Because of stakeholder engagement, we know that key in each sector will be the following strategies, each to include measurement and accountability, meaningful community engagement, and deployment of solutions at scale. This is what we need to do:
Electricity – According to analysis by Princeton’s Zero Lab, zero-carbon generation sources, including renewables, hydro, biomass, and nuclear energy, will account for approximately 60% of the PJM grid territory’s total generation by 2030. (Southwestern PA is in the PJM territory.) We are on the cusp of a massive shift in how we get electricity, including massive deployment of renewable energy, and grid updates to support this shift. Zero-carbon electricity is at the center of decarbonization pathways for many other sectors.
Industry – Our most important reductions will need to come from “hard-to-decarbonize” sectors. Several analyses point to electrification – simultaneously with decarbonizing our electrical sector – as central to any solution. This should happen in addition to technological improvements to decarbonize key industrial processes.

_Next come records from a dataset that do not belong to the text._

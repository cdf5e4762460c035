//! One compiled compute program plus everything needed to run it over an
//! image: bind group layout, placeholder atlas and the resident glyph atlas.

use std::num::NonZeroU64;
use std::sync::{Arc, Mutex, PoisonError};

use wgpu::util::DeviceExt;

use crate::error::{PipelineError, Result};
use crate::glyph_atlas::GlyphAtlas;
use crate::gpu::GpuContext;
use crate::image_bridge::{OutputTexture, SourceTexture, TEXTURE_FORMAT};
use crate::params::{EffectKind, ParameterBlock};
use crate::program::{
    ComputeProgram, WorkgroupSize, ATLAS_BINDING, INPUT_BINDING, OUTPUT_BINDING, PARAMS_BINDING,
};
use crate::uniforms::EffectUniforms;

const ATLAS_FORMAT: wgpu::TextureFormat = wgpu::TextureFormat::R8Unorm;

/// The atlas texture currently on the device and the cache entry it was
/// uploaded from. Identity, not content, decides whether to re-upload.
struct ResidentAtlas {
    source: Arc<GlyphAtlas>,
    texture: wgpu::Texture,
}

pub struct ComputeDispatcher {
    gpu: Arc<GpuContext>,
    program: ComputeProgram,
    workgroup: WorkgroupSize,
    layout: wgpu::BindGroupLayout,
    pipeline: wgpu::ComputePipeline,
    placeholder_atlas: wgpu::Texture,
    resident_atlas: Mutex<Option<ResidentAtlas>>,
    // One dispatch at a time per dispatcher.
    submission: Mutex<()>,
}

impl ComputeDispatcher {
    /// Compile `program` for this device. Any validation failure here is
    /// [`PipelineError::Initialization`].
    pub fn new(gpu: Arc<GpuContext>, program: ComputeProgram) -> Result<Self> {
        let workgroup = WorkgroupSize::from_limits(&gpu.limits());
        let source = program.specialize(workgroup);
        let device = &gpu.device;

        let (layout, pipeline) = gpu
            .guarded_as(PipelineError::Initialization, "compute program", || {
                let module = device.create_shader_module(wgpu::ShaderModuleDescriptor {
                    label: Some(&program.label),
                    source: wgpu::ShaderSource::Wgsl(source.into()),
                });
                let layout = bind_group_layout(device);
                let pipeline_layout =
                    device.create_pipeline_layout(&wgpu::PipelineLayoutDescriptor {
                        label: Some("retrograde-pipeline-layout"),
                        bind_group_layouts: &[&layout],
                        push_constant_ranges: &[],
                    });
                let pipeline = device.create_compute_pipeline(&wgpu::ComputePipelineDescriptor {
                    label: Some(&program.label),
                    layout: Some(&pipeline_layout),
                    module: &module,
                    entry_point: &program.entry_point,
                    compilation_options: wgpu::PipelineCompilationOptions::default(),
                });
                (layout, pipeline)
            })?;

        let placeholder_atlas = gpu
            .guarded_as(PipelineError::Initialization, "placeholder atlas", || {
                let texture = atlas_texture(device, 1, 1, "retrograde-atlas-placeholder");
                upload_atlas(&gpu.queue, &texture, &[0], 1, 1);
                texture
            })?;

        tracing::debug!(
            program = %program.label,
            workgroup_x = workgroup.x,
            workgroup_y = workgroup.y,
            "compiled compute program"
        );

        Ok(Self {
            gpu,
            program,
            workgroup,
            layout,
            pipeline,
            placeholder_atlas,
            resident_atlas: Mutex::new(None),
            submission: Mutex::new(()),
        })
    }

    pub fn program(&self) -> &ComputeProgram {
        &self.program
    }

    pub fn workgroup(&self) -> WorkgroupSize {
        self.workgroup
    }

    /// Run the program once over `input` and block until the device is done.
    ///
    /// `atlas` is bound only in ASCII mode; other modes see the placeholder.
    /// On failure nothing shared is mutated and no output is returned.
    pub fn run(
        &self,
        input: &SourceTexture,
        params: &ParameterBlock,
        atlas: Option<&Arc<GlyphAtlas>>,
    ) -> Result<OutputTexture> {
        let _submission = self.submission.lock().unwrap_or_else(PoisonError::into_inner);

        let (width, height) = (input.width, input.height);
        let atlas = atlas.filter(|_| params.kind() == EffectKind::AsciiArt);
        let uniforms =
            EffectUniforms::from_params(params, (width, height), atlas.map(|atlas| &**atlas));

        let atlas_view = match atlas {
            Some(atlas) => self.resident_atlas_view(atlas)?,
            None => self
                .placeholder_atlas
                .create_view(&wgpu::TextureViewDescriptor::default()),
        };

        let device = &self.gpu.device;
        let (output, bind_group) = self.gpu.guarded("dispatch resources", || {
            let output = device.create_texture(&wgpu::TextureDescriptor {
                label: Some("retrograde-output"),
                size: wgpu::Extent3d {
                    width,
                    height,
                    depth_or_array_layers: 1,
                },
                mip_level_count: 1,
                sample_count: 1,
                dimension: wgpu::TextureDimension::D2,
                format: TEXTURE_FORMAT,
                usage: wgpu::TextureUsages::STORAGE_BINDING
                    | wgpu::TextureUsages::COPY_SRC
                    | wgpu::TextureUsages::TEXTURE_BINDING,
                view_formats: &[],
            });
            let params_buffer = device.create_buffer_init(&wgpu::util::BufferInitDescriptor {
                label: Some("retrograde-params"),
                contents: uniforms.as_bytes(),
                usage: wgpu::BufferUsages::UNIFORM,
            });

            let input_view = input.texture.create_view(&wgpu::TextureViewDescriptor::default());
            let output_view = output.create_view(&wgpu::TextureViewDescriptor::default());
            let bind_group = device.create_bind_group(&wgpu::BindGroupDescriptor {
                label: Some("retrograde-bind-group"),
                layout: &self.layout,
                entries: &[
                    wgpu::BindGroupEntry {
                        binding: INPUT_BINDING,
                        resource: wgpu::BindingResource::TextureView(&input_view),
                    },
                    wgpu::BindGroupEntry {
                        binding: OUTPUT_BINDING,
                        resource: wgpu::BindingResource::TextureView(&output_view),
                    },
                    wgpu::BindGroupEntry {
                        binding: ATLAS_BINDING,
                        resource: wgpu::BindingResource::TextureView(&atlas_view),
                    },
                    wgpu::BindGroupEntry {
                        binding: PARAMS_BINDING,
                        resource: params_buffer.as_entire_binding(),
                    },
                ],
            });
            (output, bind_group)
        })?;

        let (groups_x, groups_y) = self.workgroup.grid_for(width, height);
        let mut encoder = device.create_command_encoder(&wgpu::CommandEncoderDescriptor {
            label: Some("retrograde-dispatch-encoder"),
        });
        {
            let mut pass = encoder.begin_compute_pass(&wgpu::ComputePassDescriptor {
                label: Some("retrograde-dispatch"),
                timestamp_writes: None,
            });
            pass.set_pipeline(&self.pipeline);
            pass.set_bind_group(0, &bind_group, &[]);
            pass.dispatch_workgroups(groups_x, groups_y, 1);
        }

        let index = self
            .gpu
            .guarded("dispatch submission", || self.gpu.queue.submit(Some(encoder.finish())))?;
        device.poll(wgpu::Maintain::WaitForSubmissionIndex(index));

        tracing::debug!(
            mode = %params.kind(),
            width,
            height,
            groups_x,
            groups_y,
            "dispatch complete"
        );

        Ok(OutputTexture {
            texture: output,
            width,
            height,
        })
    }

    /// View of `atlas` on the device, uploading it first if the resident
    /// texture came from a different cache entry.
    fn resident_atlas_view(&self, atlas: &Arc<GlyphAtlas>) -> Result<wgpu::TextureView> {
        let mut resident = self
            .resident_atlas
            .lock()
            .unwrap_or_else(PoisonError::into_inner);

        if let Some(current) = resident.as_ref() {
            if Arc::ptr_eq(&current.source, atlas) {
                return Ok(current
                    .texture
                    .create_view(&wgpu::TextureViewDescriptor::default()));
            }
        }

        let (width, height) = (atlas.width(), atlas.height());
        let max = self.gpu.limits().max_texture_dimension_2d;
        if width > max || height > max {
            return Err(PipelineError::ResourceAllocation(format!(
                "glyph atlas is {width}x{height}, device supports at most {max} per side"
            )));
        }

        let texture = self.gpu.guarded("glyph atlas", || {
            let texture = atlas_texture(&self.gpu.device, width, height, "retrograde-atlas");
            upload_atlas(&self.gpu.queue, &texture, atlas.pixels(), width, height);
            texture
        })?;
        tracing::debug!(glyphs = atlas.glyph_count(), width, "uploaded glyph atlas");

        let view = texture.create_view(&wgpu::TextureViewDescriptor::default());
        *resident = Some(ResidentAtlas {
            source: Arc::clone(atlas),
            texture,
        });
        Ok(view)
    }
}

fn bind_group_layout(device: &wgpu::Device) -> wgpu::BindGroupLayout {
    let sampled = |binding| wgpu::BindGroupLayoutEntry {
        binding,
        visibility: wgpu::ShaderStages::COMPUTE,
        ty: wgpu::BindingType::Texture {
            sample_type: wgpu::TextureSampleType::Float { filterable: false },
            view_dimension: wgpu::TextureViewDimension::D2,
            multisampled: false,
        },
        count: None,
    };

    device.create_bind_group_layout(&wgpu::BindGroupLayoutDescriptor {
        label: Some("retrograde-bind-group-layout"),
        entries: &[
            sampled(INPUT_BINDING),
            wgpu::BindGroupLayoutEntry {
                binding: OUTPUT_BINDING,
                visibility: wgpu::ShaderStages::COMPUTE,
                ty: wgpu::BindingType::StorageTexture {
                    access: wgpu::StorageTextureAccess::WriteOnly,
                    format: TEXTURE_FORMAT,
                    view_dimension: wgpu::TextureViewDimension::D2,
                },
                count: None,
            },
            sampled(ATLAS_BINDING),
            wgpu::BindGroupLayoutEntry {
                binding: PARAMS_BINDING,
                visibility: wgpu::ShaderStages::COMPUTE,
                ty: wgpu::BindingType::Buffer {
                    ty: wgpu::BufferBindingType::Uniform,
                    has_dynamic_offset: false,
                    min_binding_size: NonZeroU64::new(std::mem::size_of::<EffectUniforms>() as u64),
                },
                count: None,
            },
        ],
    })
}

fn atlas_texture(device: &wgpu::Device, width: u32, height: u32, label: &str) -> wgpu::Texture {
    device.create_texture(&wgpu::TextureDescriptor {
        label: Some(label),
        size: wgpu::Extent3d {
            width,
            height,
            depth_or_array_layers: 1,
        },
        mip_level_count: 1,
        sample_count: 1,
        dimension: wgpu::TextureDimension::D2,
        format: ATLAS_FORMAT,
        usage: wgpu::TextureUsages::TEXTURE_BINDING | wgpu::TextureUsages::COPY_DST,
        view_formats: &[],
    })
}

fn upload_atlas(queue: &wgpu::Queue, texture: &wgpu::Texture, pixels: &[u8], width: u32, height: u32) {
    queue.write_texture(
        wgpu::ImageCopyTexture {
            texture,
            mip_level: 0,
            origin: wgpu::Origin3d::ZERO,
            aspect: wgpu::TextureAspect::All,
        },
        pixels,
        wgpu::ImageDataLayout {
            offset: 0,
            bytes_per_row: Some(width),
            rows_per_image: Some(height),
        },
        wgpu::Extent3d {
            width,
            height,
            depth_or_array_layers: 1,
        },
    );
}
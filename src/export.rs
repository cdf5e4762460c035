//! Scaling and writing delivered bitmaps.
//!
//! Upscales use nearest-neighbour so pixel-art edges stay hard; downscales
//! and 1x use Lanczos3 to avoid aliasing.

use std::path::{Path, PathBuf};

use image::imageops::{self, FilterType};
use image::RgbaImage;

use crate::error::{PipelineError, Result};
use crate::image_bridge::Bitmap;

pub const SCALE_PRESETS: [f32; 5] = [0.5, 1.0, 2.0, 4.0, 8.0];

/// Returns the preset `scale` names, or `InvalidParameters` for anything
/// else. Arbitrary factors are refused so the target size stays bounded.
pub fn preset_scale(scale: f32) -> Result<f32> {
    SCALE_PRESETS
        .into_iter()
        .find(|preset| (preset - scale).abs() < 1e-6)
        .ok_or_else(|| {
            PipelineError::InvalidParameters(format!(
                "export scale must be one of {}, got {scale}",
                preset_list()
            ))
        })
}

/// `0.5, 1, 2, 4, 8`
pub fn preset_list() -> String {
    SCALE_PRESETS
        .iter()
        .map(|preset| preset.to_string())
        .collect::<Vec<_>>()
        .join(", ")
}

pub fn filter_for(scale: f32) -> FilterType {
    if scale > 1.0 {
        FilterType::Nearest
    } else {
        FilterType::Lanczos3
    }
}

/// Target size for `scale`, truncated, never below one pixel.
pub fn scaled_dimensions(width: u32, height: u32, scale: f32) -> (u32, u32) {
    let side = |value: u32| ((value as f32 * scale) as u32).max(1);
    (side(width), side(height))
}

pub fn scaled(bitmap: &Bitmap, scale: f32) -> Result<RgbaImage> {
    let scale = preset_scale(scale)?;
    let image = bitmap.to_rgba_image().ok_or_else(|| {
        PipelineError::InvalidParameters(format!(
            "bitmap holds {} bytes, expected {}x{}x4",
            bitmap.pixels.len(),
            bitmap.width,
            bitmap.height
        ))
    })?;

    let (width, height) = scaled_dimensions(bitmap.width, bitmap.height, scale);
    if (width, height) == image.dimensions() {
        return Ok(image);
    }
    Ok(imageops::resize(&image, width, height, filter_for(scale)))
}

/// Scale `bitmap` and write it as PNG. Returns the written dimensions.
pub fn write_png(bitmap: &Bitmap, scale: f32, path: &Path) -> Result<(u32, u32)> {
    let image = scaled(bitmap, scale)?;
    if let Some(parent) = path.parent().filter(|p| !p.as_os_str().is_empty()) {
        std::fs::create_dir_all(parent).map_err(|error| PipelineError::export(path, error))?;
    }
    image
        .save_with_format(path, image::ImageFormat::Png)
        .map_err(|error| PipelineError::export(path, error))?;
    tracing::debug!(path = %path.display(), scale, "exported bitmap");
    Ok(image.dimensions())
}

/// `<stem>_x<scale>.png`, scale truncated to an integer. Callers join it
/// onto their output directory.
pub fn default_file_name(source: &Path, scale: f32) -> PathBuf {
    let stem = source
        .file_stem()
        .and_then(|stem| stem.to_str())
        .unwrap_or("image");
    PathBuf::from(format!("{stem}_x{}.png", scale as u32))
}
//! Failure taxonomy for the effect pipeline.
//!
//! Every failure surfaces as the absence of a new result: callers never
//! receive a partial bitmap. Nothing here is retried automatically.

use std::path::PathBuf;

use thiserror::Error;

pub type Result<T> = std::result::Result<T, PipelineError>;

#[derive(Debug, Error)]
pub enum PipelineError {
    /// No compatible adapter, device request failed, or the compute program
    /// did not validate. The pipeline is unusable after this.
    #[error("GPU pipeline unavailable: {0}")]
    Initialization(String),

    /// Texture/buffer allocation or binding failed for one dispatch.
    #[error("GPU resource allocation failed: {0}")]
    ResourceAllocation(String),

    #[error("failed to decode image '{}': {reason}", path.display())]
    Decode { path: PathBuf, reason: String },

    #[error("failed to read back processed texture: {0}")]
    Readback(String),

    /// Neither the requested font nor the monospaced fallback could be found.
    #[error("no usable font for glyph atlas (requested '{requested}')")]
    FontUnavailable { requested: String },

    #[error("invalid parameters: {0}")]
    InvalidParameters(String),

    #[error("failed to export bitmap to '{}': {reason}", path.display())]
    Export { path: PathBuf, reason: String },
}

impl PipelineError {
    pub fn decode(path: impl Into<PathBuf>, reason: impl ToString) -> Self {
        Self::Decode {
            path: path.into(),
            reason: reason.to_string(),
        }
    }

    pub fn export(path: impl Into<PathBuf>, reason: impl ToString) -> Self {
        Self::Export {
            path: path.into(),
            reason: reason.to_string(),
        }
    }

    /// Fatal errors leave the pipeline unusable; everything else only
    /// aborts the current request.
    pub fn is_fatal(&self) -> bool {
        matches!(self, Self::Initialization(_))
    }
}
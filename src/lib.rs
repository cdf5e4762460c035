//! GPU compute pipeline for retro image effects: ordered and blue-noise
//! dithering, error diffusion, halftone, CRT emulation and ASCII art.

pub mod color;
pub mod config;
pub mod delivery;
pub mod dispatcher;
pub mod error;
pub mod export;
pub mod glyph_atlas;
pub mod gpu;
pub mod image_bridge;
pub mod palette;
pub mod params;
pub mod pipeline;
pub mod program;
pub mod uniforms;

pub use color::{to_linear, Color};
pub use delivery::{Delivered, GenerationCounter, LatestResult};
pub use dispatcher::ComputeDispatcher;
pub use error::{PipelineError, Result};
pub use glyph_atlas::{GlyphAtlas, GlyphAtlasCache, GlyphRasterizer, SystemFonts};
pub use gpu::GpuContext;
pub use image_bridge::{Bitmap, ImageBridge, OutputTexture, SourceTexture};
pub use params::{AsciiRamp, Effect, EffectKind, ParameterBlock};
pub use pipeline::{Completion, EffectSession, PendingRequest};
pub use program::ComputeProgram;
pub use uniforms::EffectUniforms;
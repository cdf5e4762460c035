//! Fixed-layout parameter block uploaded to the compute program.
//!
//! Field order, count and widths are the wire contract with
//! `shaders/wgsl/effects.wgsl`. Any change bumps [`UNIFORM_LAYOUT_VERSION`]
//! and must land together with the shader.

use bytemuck::{Pod, Zeroable};

use crate::color::to_linear;
use crate::glyph_atlas::GlyphAtlas;
use crate::params::{AsciiSettings, CrtSettings, DitherMatrix, Effect, ParameterBlock};

pub const UNIFORM_LAYOUT_VERSION: u32 = 1;

/// 128 bytes, no implicit padding. Mirrors `struct Params` in WGSL.
#[repr(C)]
#[derive(Debug, Clone, Copy, Pod, Zeroable, PartialEq)]
pub struct EffectUniforms {
    pub mode: i32,
    pub grayscale: i32,
    pub brightness: f32,
    pub contrast: f32,
    pub saturation: f32,
    pub hue_shift: f32,
    pub spread: f32,
    pub matrix_size: i32,
    pub image_size: [f32; 2],
    pub columns: f32,
    pub palette_steps: f32,
    pub color_dark: [f32; 4],
    pub color_light: [f32; 4],
    pub crt_scale: f32,
    pub crt_scanline: f32,
    pub crt_blur: f32,
    pub crt_glow_intensity: f32,
    pub crt_glow_spread: f32,
    pub crt_warp: f32,
    pub crt_vignette: f32,
    pub halftone_misprint: f32,
    pub glyph_count: i32,
    pub glyph_scale: f32,
    pub limited_palette: i32,
    pub atlas_cell: i32,
}

impl EffectUniforms {
    /// Flatten `params` into the wire block. Knobs of inactive modes carry
    /// that mode's defaults so the program never reads garbage.
    pub fn from_params(
        params: &ParameterBlock,
        image_size: (u32, u32),
        atlas: Option<&GlyphAtlas>,
    ) -> Self {
        let mut matrix = DitherMatrix::default();
        let mut palette_steps = 2;
        let mut misprint = 0.0;
        let mut crt = CrtSettings::default();
        let default_ascii = AsciiSettings::default();
        let mut ascii = &default_ascii;

        match &params.effect {
            Effect::OrderedDither {
                matrix: m,
                palette_steps: steps,
            } => {
                matrix = *m;
                palette_steps = *steps;
            }
            Effect::BlueNoiseDither { palette_steps: steps }
            | Effect::ErrorDiffusion { palette_steps: steps } => palette_steps = *steps,
            Effect::Crt(settings) => crt = settings.clone(),
            Effect::Halftone { misprint: amount } => misprint = *amount,
            Effect::AsciiArt(settings) => ascii = settings,
        }

        let (glyph_count, atlas_cell) = match atlas {
            Some(atlas) if params.effect.ascii().is_some() => {
                (atlas.glyph_count() as i32, atlas.cell_size() as i32)
            }
            _ => (0, 0),
        };

        Self {
            mode: params.kind().wire_index(),
            grayscale: i32::from(params.tone.grayscale),
            brightness: params.adjust.brightness,
            contrast: params.adjust.contrast,
            saturation: params.adjust.saturation,
            hue_shift: params.adjust.hue_shift,
            spread: params.tone.spread,
            matrix_size: matrix.size(),
            image_size: [image_size.0 as f32, image_size.1 as f32],
            columns: params.tone.columns,
            palette_steps: palette_steps as f32,
            color_dark: to_linear(&params.tone.dark),
            color_light: to_linear(&params.tone.light),
            crt_scale: crt.scale,
            crt_scanline: crt.scanline,
            crt_blur: crt.blur,
            crt_glow_intensity: crt.glow_intensity,
            crt_glow_spread: crt.glow_spread,
            crt_warp: crt.warp,
            crt_vignette: crt.vignette,
            halftone_misprint: misprint,
            glyph_count,
            glyph_scale: ascii.glyph_scale,
            limited_palette: i32::from(ascii.limited_palette),
            atlas_cell,
        }
    }

    pub fn as_bytes(&self) -> &[u8] {
        bytemuck::bytes_of(self)
    }
}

Buildings – As with industry, electrification is one important part of the strategy, paired with widespread and comprehensive deployment of energy efficiency measures, and increasingly better building design and operations. The energy efficiency goals are an area where policy change, investments in workforce and programs serving existing buildings, will be vital.
Transportation – Electrification of transportation is a topic generating significant discussion, action, and incentives. With transportation now our largest source of carbon nationally and second-largest in PA thanks to fossil-based energy industries, electrification of vehicles small and large, consumer and commercial, is important. Mode shift, moving people with a reduction in single-occupancy vehicles, is however still our most effective way to reduce carbon, including implementations encouraging active transit (walking, biking) in addition to mass transit.
Agriculture and Land Use – Southwestern PA is not the most significantly agricultural part of the state, but that doesn’t mean there is no relevance to how our food is grown, sourced and transported. Likewise, we can improve our application of sustainable development methods to our land use. Priorities here are accountable implementation of sustainable agriculture practices, land remediation and enhancement of forests and carbon sinks, and smart growth principles.